Boy, that mobile GeForce GTX 1070 is something, ain't it? The power-efficient puissance of Nvidia's Pascal architecture has certainly brought portable performance to a new plateau. It might not match the desktop GTX 1070 blow-for-blow, but it truly is faster than the GTX 1060 6GB—an impressively fast graphics card in its own right.
The thing is, did you see that on-battery test in our review of Gigabyte's P57X v6? For those who skipped our earlier review, the relevant frametime graph is reproduced above. Long-time TR readers will already know as much, but for those who are just joining us, those frame times would make for a miserable experience. Even though the FPS average of those frames works out to 30 FPS, that plot indicates an intolerably jerky experience all the way through, at least in that test. Folks who want to game on the go are buying machines that really need to be plugged in to produce the best performance.

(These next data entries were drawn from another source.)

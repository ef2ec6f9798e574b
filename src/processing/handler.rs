//! # Record Handlers
//!
//! The extension point of the engine. A [`RecordHandler`] attempts to process
//! a single record and either completes, optionally returning auxiliary data,
//! or fails with a [`HandlerError`].
//!
//! ```rust
//! use batch_core::processing::{handler_fn, RecordContext, RecordHandlerResult};
//! use batch_core::models::SqsMessage;
//!
//! let handler = handler_fn(|message: SqsMessage, _ctx: RecordContext| async move {
//!     if message.body.is_empty() {
//!         anyhow::bail!("empty body");
//!     }
//!     Ok(RecordHandlerResult::none())
//! });
//! # let _ = handler;
//! ```

use crate::models::RecordBody;
use crate::processing::cancellation::CancellationSignal;
use crate::processing::errors::HandlerError;
use crate::processing::policy::ErrorHandlingPolicy;
use anyhow::Context as _;
use serde::de::DeserializeOwned;
use serde::{Deserialize, Serialize};
use std::future::Future;
use std::marker::PhantomData;
use std::sync::Arc;

/// Value a handler returns for a successfully processed record
#[derive(Debug, Clone, Default, PartialEq, Serialize, Deserialize)]
pub struct RecordHandlerResult {
    /// Auxiliary data exposed on the success outcome
    pub data: Option<serde_json::Value>,
}

impl RecordHandlerResult {
    pub fn none() -> Self {
        Self::default()
    }

    pub fn with_data(data: serde_json::Value) -> Self {
        Self { data: Some(data) }
    }
}

/// Per-record information passed to the handler
#[derive(Debug, Clone)]
pub struct RecordContext {
    /// Identifier of the record within the batch
    pub record_id: String,

    /// Zero-based position in delivery order
    pub position: usize,

    /// Number of records in the batch
    pub batch_size: usize,

    /// Policy in effect for this invocation
    pub policy: ErrorHandlingPolicy,

    cancellation: CancellationSignal,
}

impl RecordContext {
    pub fn new(
        record_id: impl Into<String>,
        position: usize,
        batch_size: usize,
        policy: ErrorHandlingPolicy,
    ) -> Self {
        Self::with_signal(
            record_id,
            position,
            batch_size,
            policy,
            CancellationSignal::new(),
        )
    }

    pub(crate) fn with_signal(
        record_id: impl Into<String>,
        position: usize,
        batch_size: usize,
        policy: ErrorHandlingPolicy,
        cancellation: CancellationSignal,
    ) -> Self {
        Self {
            record_id: record_id.into(),
            position,
            batch_size,
            policy,
            cancellation,
        }
    }

    /// `true` once an earlier failure stopped the batch.
    ///
    /// Only meaningful in parallel mode; sequential processing never starts a
    /// record after the breaker tripped.
    pub fn is_cancelled(&self) -> bool {
        self.cancellation.is_cancelled()
    }

    pub fn cancellation(&self) -> &CancellationSignal {
        &self.cancellation
    }
}

/// Processing logic for a single record
#[async_trait::async_trait]
pub trait RecordHandler<R>: Send + Sync
where
    R: Send + Sync,
{
    async fn handle(
        &self,
        record: &R,
        context: &RecordContext,
    ) -> Result<RecordHandlerResult, HandlerError>;
}

#[async_trait::async_trait]
impl<R, H> RecordHandler<R> for Arc<H>
where
    R: Send + Sync,
    H: RecordHandler<R> + ?Sized,
{
    async fn handle(
        &self,
        record: &R,
        context: &RecordContext,
    ) -> Result<RecordHandlerResult, HandlerError> {
        (**self).handle(record, context).await
    }
}

/// Adapter turning an async closure into a [`RecordHandler`].
///
/// The closure receives an owned copy of the record.
pub struct HandlerFn<F> {
    f: F,
}

pub fn handler_fn<R, F, Fut>(f: F) -> HandlerFn<F>
where
    F: Fn(R, RecordContext) -> Fut,
    Fut: Future<Output = Result<RecordHandlerResult, HandlerError>>,
{
    HandlerFn { f }
}

#[async_trait::async_trait]
impl<R, F, Fut> RecordHandler<R> for HandlerFn<F>
where
    R: Clone + Send + Sync,
    F: Fn(R, RecordContext) -> Fut + Send + Sync,
    Fut: Future<Output = Result<RecordHandlerResult, HandlerError>> + Send + 'static,
{
    async fn handle(
        &self,
        record: &R,
        context: &RecordContext,
    ) -> Result<RecordHandlerResult, HandlerError> {
        (self.f)(record.clone(), context.clone()).await
    }
}

/// Handler operating on the deserialized body of a record
#[async_trait::async_trait]
pub trait TypedRecordHandler<T>: Send + Sync
where
    T: Send + 'static,
{
    async fn handle(
        &self,
        payload: T,
        context: &RecordContext,
    ) -> Result<RecordHandlerResult, HandlerError>;
}

/// Decodes each record's body into `T` before calling a [`TypedRecordHandler`].
///
/// A body that fails to decode is reported as a handler failure for that
/// record.
pub struct DeserializingHandler<H, T> {
    inner: H,
    _payload: PhantomData<fn() -> T>,
}

impl<H, T> DeserializingHandler<H, T> {
    pub fn new(inner: H) -> Self {
        Self {
            inner,
            _payload: PhantomData,
        }
    }

    pub fn inner(&self) -> &H {
        &self.inner
    }
}

#[async_trait::async_trait]
impl<R, H, T> RecordHandler<R> for DeserializingHandler<H, T>
where
    R: RecordBody + Send + Sync,
    H: TypedRecordHandler<T>,
    T: DeserializeOwned + Send + 'static,
{
    async fn handle(
        &self,
        record: &R,
        context: &RecordContext,
    ) -> Result<RecordHandlerResult, HandlerError> {
        let payload: T = record.deserialize_body().with_context(|| {
            format!("failed to deserialize body of record {}", context.record_id)
        })?;
        self.inner.handle(payload, context).await
    }
}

Moving between power outlets and truly being on the move is the difference between "portable" and "mobile" in a nutshell. Some folks really do want proper mobile performance, though. The laptop version of the GTX 1060 is a better compromise than the mobile GTX 1070, but the GTX 1060's GP106 chip is still pretty thirsty for today's slim & light laptops. Drawing upwards of 100W from a battery means that even the largest laptop batteries probably won't survive much past an hour or so.
Folks who have wanted real PC-gaming-on-the-go until now have had to settle for the GTX 960M. That chip is based on the now-venerable GM107 part we first saw in the GTX 750 Ti almost three years ago. As impressive as it was then, it's time for an update. So just as the GTX 750 Ti was replaced in the sub-75W, no-PCIe-power-connector-required space by the GTX 1050 Ti, the 960M is now being replaced by the dynamic duo of the GTX 1050 and the GTX 1050 Ti.
Yes, just like with the higher-powered Pascals, the GTX 1050 and 1050 Ti are headed into laptops in more or less unaltered form. I say "more or less" because there have been some changes, of course. Contrary to what you might expect, though, the changes are mostly in favor of higher performance. Check out this fancy chart full of specs:
|Base clock speed||Boost clock speed||Memory
|Memory transfer rate|
|GTX 1050||32||40||640||1354 MHz||1455 MHz||128-bit||7 GT/sec|
|GTX 1050 (mobile)||16||40||640||1354 MHz||1493 MHz||128-bit||7 GT/sec|
|GTX 1050 Ti||32||48||768||1290 MHz||1392 MHz||128-bit||7 GT/sec|
|GTX 1050 Ti (mobile)||32||48||768||1493 MHz||1620 MHz||128-bit||7 GT/sec|
|GTX 960M||16||40||640||1097 MHz||1176 MHz||128-bit||5 GT/sec|
The items of particular note above are the core clock rates. While the laptop GTX 1050 hews fairly close to its desktop counterpart, the 1050 Ti takes a leap forward, with a 200 MHz bump to its base clock and a 220 MHz increase in its boost clock range. That's a big jump, and an unusual move for a mobile version of a desktop GPU.
Curiously, Nvidia's documentation also lists the laptop GTX 1050 as having just 16 ROP units—half that of the desktop card. At a glance, that change seems pretty major. We'll have to see if we can get our hands on a laptop equipped with one of these chips and put it to the test against the desktop GTX 1050 to see whether there's a major difference in performance for real-world use. Despite the halved ROP count, the mobile GTX 1050 retains a 128-bit path to memory.
Besides the clock rates, the laptop GTX 1050 will apparently be available in a configuration with 4GB of local memory. That's in contrast to the desktop part, which is only available with 2GB. Both laptop cards will be using the same 128-bit path to 7 GT/sec GDDR5 memory as their desktop counterparts.